MATERIAL FOR THIS EXERCISE Block Start

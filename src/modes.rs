//! Generation modes: the fixed set of build flavors a group can target.
//!
//! Each mode is one output artifact pair (`{group}_{suffix}.js` and
//! `{group}_{suffix}_compat.js`) with its own compression behavior. Modes are
//! configuration data — the set is fixed at compile time and nothing about a
//! mode changes at runtime.
//!
//! ## Mode Properties
//!
//! | Mode | Suffix | Production libs | Compression |
//! |------|--------|-----------------|-------------|
//! | `development` | `dev` | no (unminified) | passthrough |
//! | `testing` | `test` | no | passthrough |
//! | `stats` | `stats` | yes (minified) | passthrough |
//! | `doc` | `doc` | no | passthrough |
//! | `production` | `prod` | yes | minify |
//! | `production-debug` | `proddebug` | yes | passthrough |
//!
//! The "production libs" flag selects which variant of the auxiliary
//! libraries and engine text gets prepended/appended to the artifact:
//! minified for production-grade modes, readable for the rest.

use crate::compress::{Compressor, JsMinifier, Passthrough};
use serde::{Deserialize, Serialize};
use std::fmt;
use std::str::FromStr;

/// One target build flavor.
#[derive(Debug, Clone, Copy, PartialEq, Eq, PartialOrd, Ord, Hash, Serialize, Deserialize)]
#[serde(rename_all = "kebab-case")]
pub enum GenerationMode {
    Development,
    Testing,
    Stats,
    Doc,
    Production,
    ProductionDebug,
}

/// All modes, in declaration order.
pub const ALL_MODES: &[GenerationMode] = &[
    GenerationMode::Development,
    GenerationMode::Testing,
    GenerationMode::Stats,
    GenerationMode::Doc,
    GenerationMode::Production,
    GenerationMode::ProductionDebug,
];

static MINIFIER: JsMinifier = JsMinifier;
static PASSTHROUGH: Passthrough = Passthrough;

impl GenerationMode {
    /// Filename suffix for this mode's artifacts.
    pub fn suffix(self) -> &'static str {
        match self {
            GenerationMode::Development => "dev",
            GenerationMode::Testing => "test",
            GenerationMode::Stats => "stats",
            GenerationMode::Doc => "doc",
            GenerationMode::Production => "prod",
            GenerationMode::ProductionDebug => "proddebug",
        }
    }

    /// Whether this mode ships in production builds. Selects the minified
    /// variants of the engine and external libraries.
    pub fn allowed_in_production(self) -> bool {
        matches!(
            self,
            GenerationMode::Stats | GenerationMode::Production | GenerationMode::ProductionDebug
        )
    }

    /// The compression backend for this mode's rendered source.
    ///
    /// Only `production` minifies; `production-debug` deliberately keeps the
    /// body readable so stack traces map back to source.
    pub fn compressor(self) -> &'static dyn Compressor {
        match self {
            GenerationMode::Production => &MINIFIER,
            _ => &PASSTHROUGH,
        }
    }

    /// Canonical uppercase name, used in directive mode sets and as the
    /// per-mode job identifier (`jsgen.<NAME>`).
    pub fn name(self) -> &'static str {
        match self {
            GenerationMode::Development => "DEVELOPMENT",
            GenerationMode::Testing => "TESTING",
            GenerationMode::Stats => "STATS",
            GenerationMode::Doc => "DOC",
            GenerationMode::Production => "PRODUCTION",
            GenerationMode::ProductionDebug => "PRODUCTIONDEBUG",
        }
    }
}

impl fmt::Display for GenerationMode {
    fn fmt(&self, f: &mut fmt::Formatter<'_>) -> fmt::Result {
        f.write_str(self.name())
    }
}

/// Error for an unrecognized mode name.
#[derive(Debug, Clone, PartialEq, Eq)]
pub struct UnknownMode(pub String);

impl fmt::Display for UnknownMode {
    fn fmt(&self, f: &mut fmt::Formatter<'_>) -> fmt::Result {
        write!(f, "unknown generation mode: {}", self.0)
    }
}

impl std::error::Error for UnknownMode {}

impl FromStr for GenerationMode {
    type Err = UnknownMode;

    /// Case-insensitive; `-` and `_` are ignored, so `production-debug`,
    /// `PRODUCTIONDEBUG` and `production_debug` all match.
    fn from_str(s: &str) -> Result<Self, Self::Err> {
        let normalized: String = s
            .chars()
            .filter(|c| *c != '-' && *c != '_')
            .map(|c| c.to_ascii_uppercase())
            .collect();
        ALL_MODES
            .iter()
            .copied()
            .find(|m| m.name() == normalized)
            .ok_or_else(|| UnknownMode(s.to_string()))
    }
}

#[cfg(test)]
mod tests {
    use super::*;

    #[test]
    fn suffixes_are_unique() {
        let mut suffixes: Vec<_> = ALL_MODES.iter().map(|m| m.suffix()).collect();
        suffixes.sort();
        suffixes.dedup();
        assert_eq!(suffixes.len(), ALL_MODES.len());
    }

    #[test]
    fn production_flag() {
        assert!(GenerationMode::Production.allowed_in_production());
        assert!(GenerationMode::ProductionDebug.allowed_in_production());
        assert!(GenerationMode::Stats.allowed_in_production());
        assert!(!GenerationMode::Development.allowed_in_production());
        assert!(!GenerationMode::Doc.allowed_in_production());
    }

    #[test]
    fn from_str_case_insensitive() {
        assert_eq!(
            "production".parse::<GenerationMode>().unwrap(),
            GenerationMode::Production
        );
        assert_eq!(
            "DEVELOPMENT".parse::<GenerationMode>().unwrap(),
            GenerationMode::Development
        );
    }

    #[test]
    fn from_str_ignores_separators() {
        assert_eq!(
            "production-debug".parse::<GenerationMode>().unwrap(),
            GenerationMode::ProductionDebug
        );
        assert_eq!(
            "production_debug".parse::<GenerationMode>().unwrap(),
            GenerationMode::ProductionDebug
        );
    }

    #[test]
    fn from_str_unknown() {
        let err = "release".parse::<GenerationMode>().unwrap_err();
        assert_eq!(err, UnknownMode("release".to_string()));
    }

    #[test]
    fn display_matches_name() {
        for mode in ALL_MODES {
            assert_eq!(format!("{}", mode), mode.name());
        }
    }

    #[test]
    fn serde_kebab_case() {
        let json = serde_json::to_string(&GenerationMode::ProductionDebug).unwrap();
        assert_eq!(json, "\"production-debug\"");
        let back: GenerationMode = serde_json::from_str(&json).unwrap();
        assert_eq!(back, GenerationMode::ProductionDebug);
    }
}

MATERIAL FOR THIS EXERCISE Block End

WHAT THE TASK ASKS
Print all of the records, leaving each one exactly as it appears above.

EXERCISE RESPONSE
filename src/modes.rs
//! Generation modes: the fixed set of build flavors a group can target.
//!
//! Each mode is one output artifact pair (`{group}_{suffix}.js` and
//! `{group}_{suffix}_compat.js`) with its own compression behavior. Modes are
//! configuration data — the set is fixed at compile time and nothing about a
//! mode changes at runtime.
//!
//! ## Mode Properties
//!
//! | Mode | Suffix | Production libs | Compression |
//! |------|--------|-----------------|-------------|
//! | `development` | `dev` | no (unminified) | passthrough |
//! | `testing` | `test` | no | passthrough |
//! | `stats` | `stats` | yes (minified) | passthrough |
//! | `doc` | `doc` | no | passthrough |
//! | `production` | `prod` | yes | minify |
//! | `production-debug` | `proddebug` | yes | passthrough |
//!
//! The "production libs" flag selects which variant of the auxiliary
//! libraries and engine text gets prepended/appended to the artifact:
//! minified for production-grade modes, readable for the rest.

use crate::compress::{Compressor, JsMinifier, Passthrough};
use serde::{Deserialize, Serialize};
use std::fmt;
use std::str::FromStr;

/// One target build flavor.
#[derive(Debug, Clone, Copy, PartialEq, Eq, PartialOrd, Ord, Hash, Serialize, Deserialize)]
#[serde(rename_all = "kebab-case")]
pub enum GenerationMode {
    Development,
    Testing,
    Stats,
    Doc,
    Production,
    ProductionDebug,
}

/// All modes, in declaration order.
pub const ALL_MODES: &[GenerationMode] = &[
    GenerationMode::Development,
    GenerationMode::Testing,
    GenerationMode::Stats,
    GenerationMode::Doc,
    GenerationMode::Production,
    GenerationMode::ProductionDebug,
];

static MINIFIER: JsMinifier = JsMinifier;
static PASSTHROUGH: Passthrough = Passthrough;

impl GenerationMode {
    /// Filename suffix for this mode's artifacts.
    pub fn suffix(self) -> &'static str {
        match self {
            GenerationMode::Development => "dev",
            GenerationMode::Testing => "test",
            GenerationMode::Stats => "stats",
            GenerationMode::Doc => "doc",
            GenerationMode::Production => "prod",
            GenerationMode::ProductionDebug => "proddebug",
        }
    }

    /// Whether this mode ships in production builds. Selects the minified
    /// variants of the engine and external libraries.
    pub fn allowed_in_production(self) -> bool {
        matches!(
            self,
            GenerationMode::Stats | GenerationMode::Production | GenerationMode::ProductionDebug
        )
    }

    /// The compression backend for this mode's rendered source.
    ///
    /// Only `production` minifies; `production-debug` deliberately keeps the
    /// body readable so stack traces map back to source.
    pub fn compressor(self) -> &'static dyn Compressor {
        match self {
            GenerationMode::Production => &MINIFIER,
            _ => &PASSTHROUGH,
        }
    }

    /// Canonical uppercase name, used in directive mode sets and as the
    /// per-mode job identifier (`jsgen.<NAME>`).
    pub fn name(self) -> &'static str {
        match self {
            GenerationMode::Development => "DEVELOPMENT",
            GenerationMode::Testing => "TESTING",
            GenerationMode::Stats => "STATS",
            GenerationMode::Doc => "DOC",
            GenerationMode::Production => "PRODUCTION",
            GenerationMode::ProductionDebug => "PRODUCTIONDEBUG",
        }
    }
}

impl fmt::Display for GenerationMode {
    fn fmt(&self, f: &mut fmt::Formatter<'_>) -> fmt::Result {
        f.write_str(self.name())
    }
}

/// Error for an unrecognized mode name.
#[derive(Debug, Clone, PartialEq, Eq)]
pub struct UnknownMode(pub String);

impl fmt::Display for UnknownMode {
    fn fmt(&self, f: &mut fmt::Formatter<'_>) -> fmt::Result {
        write!(f, "unknown generation mode: {}", self.0)
    }
}

impl std::error::Error for UnknownMode {}

impl FromStr for GenerationMode {
    type Err = UnknownMode;

    /// Case-insensitive; `-` and `_` are ignored, so `production-debug`,
    /// `PRODUCTIONDEBUG` and `production_debug` all match.
    fn from_str(s: &str) -> Result<Self, Self::Err> {
        let normalized: String = s
            .chars()
            .filter(|c| *c != '-' && *c != '_')
            .map(|c| c.to_ascii_uppercase())
            .collect();
        ALL_MODES
            .iter()
            .copied()
            .find(|m| m.name() == normalized)
            .ok_or_else(|| UnknownMode(s.to_string()))
    }
}

#[cfg(test)]
mod tests {
    use super::*;

    #[test]
    fn suffixes_are_unique() {
        let mut suffixes: Vec<_> = ALL_MODES.iter().map(|m| m.suffix()).collect();
        suffixes.sort();
        suffixes.dedup();
        assert_eq!(suffixes.len(), ALL_MODES.len());
    }

    #[test]
    fn production_flag() {
        assert!(GenerationMode::Production.allowed_in_production());
        assert!(GenerationMode::ProductionDebug.allowed_in_production());
        assert!(GenerationMode::Stats.allowed_in_production());
        assert!(!GenerationMode::Development.allowed_in_production());
        assert!(!GenerationMode::Doc.allowed_in_production());
    }

    #[test]
    fn from_str_case_insensitive() {
        assert_eq!(
            "production".parse::<GenerationMode>().unwrap(),
            GenerationMode::Production
        );
        assert_eq!(
            "DEVELOPMENT".parse::<GenerationMode>().unwrap(),
            GenerationMode::Development
        );
    }

    #[test]
    fn from_str_ignores_separators() {
        assert_eq!(
            "production-debug".parse::<GenerationMode>().unwrap(),
            GenerationMode::ProductionDebug
        );
        assert_eq!(
            "production_debug".parse::<GenerationMode>().unwrap(),
            GenerationMode::ProductionDebug
        );
    }

    #[test]
    fn from_str_unknown() {
        let err = "release".parse::<GenerationMode>().unwrap_err();
        assert_eq!(err, UnknownMode("release".to_string()));
    }

    #[test]
    fn display_matches_name() {
        for mode in ALL_MODES {
            assert_eq!(format!("{}", mode), mode.name());
        }
    }

    #[test]
    fn serde_kebab_case() {
        let json = serde_json::to_string(&GenerationMode::ProductionDebug).unwrap();
        assert_eq!(json, "\"production-debug\"");
        let back: GenerationMode = serde_json::from_str(&json).unwrap();
        assert_eq!(back, GenerationMode::ProductionDebug);
    }
}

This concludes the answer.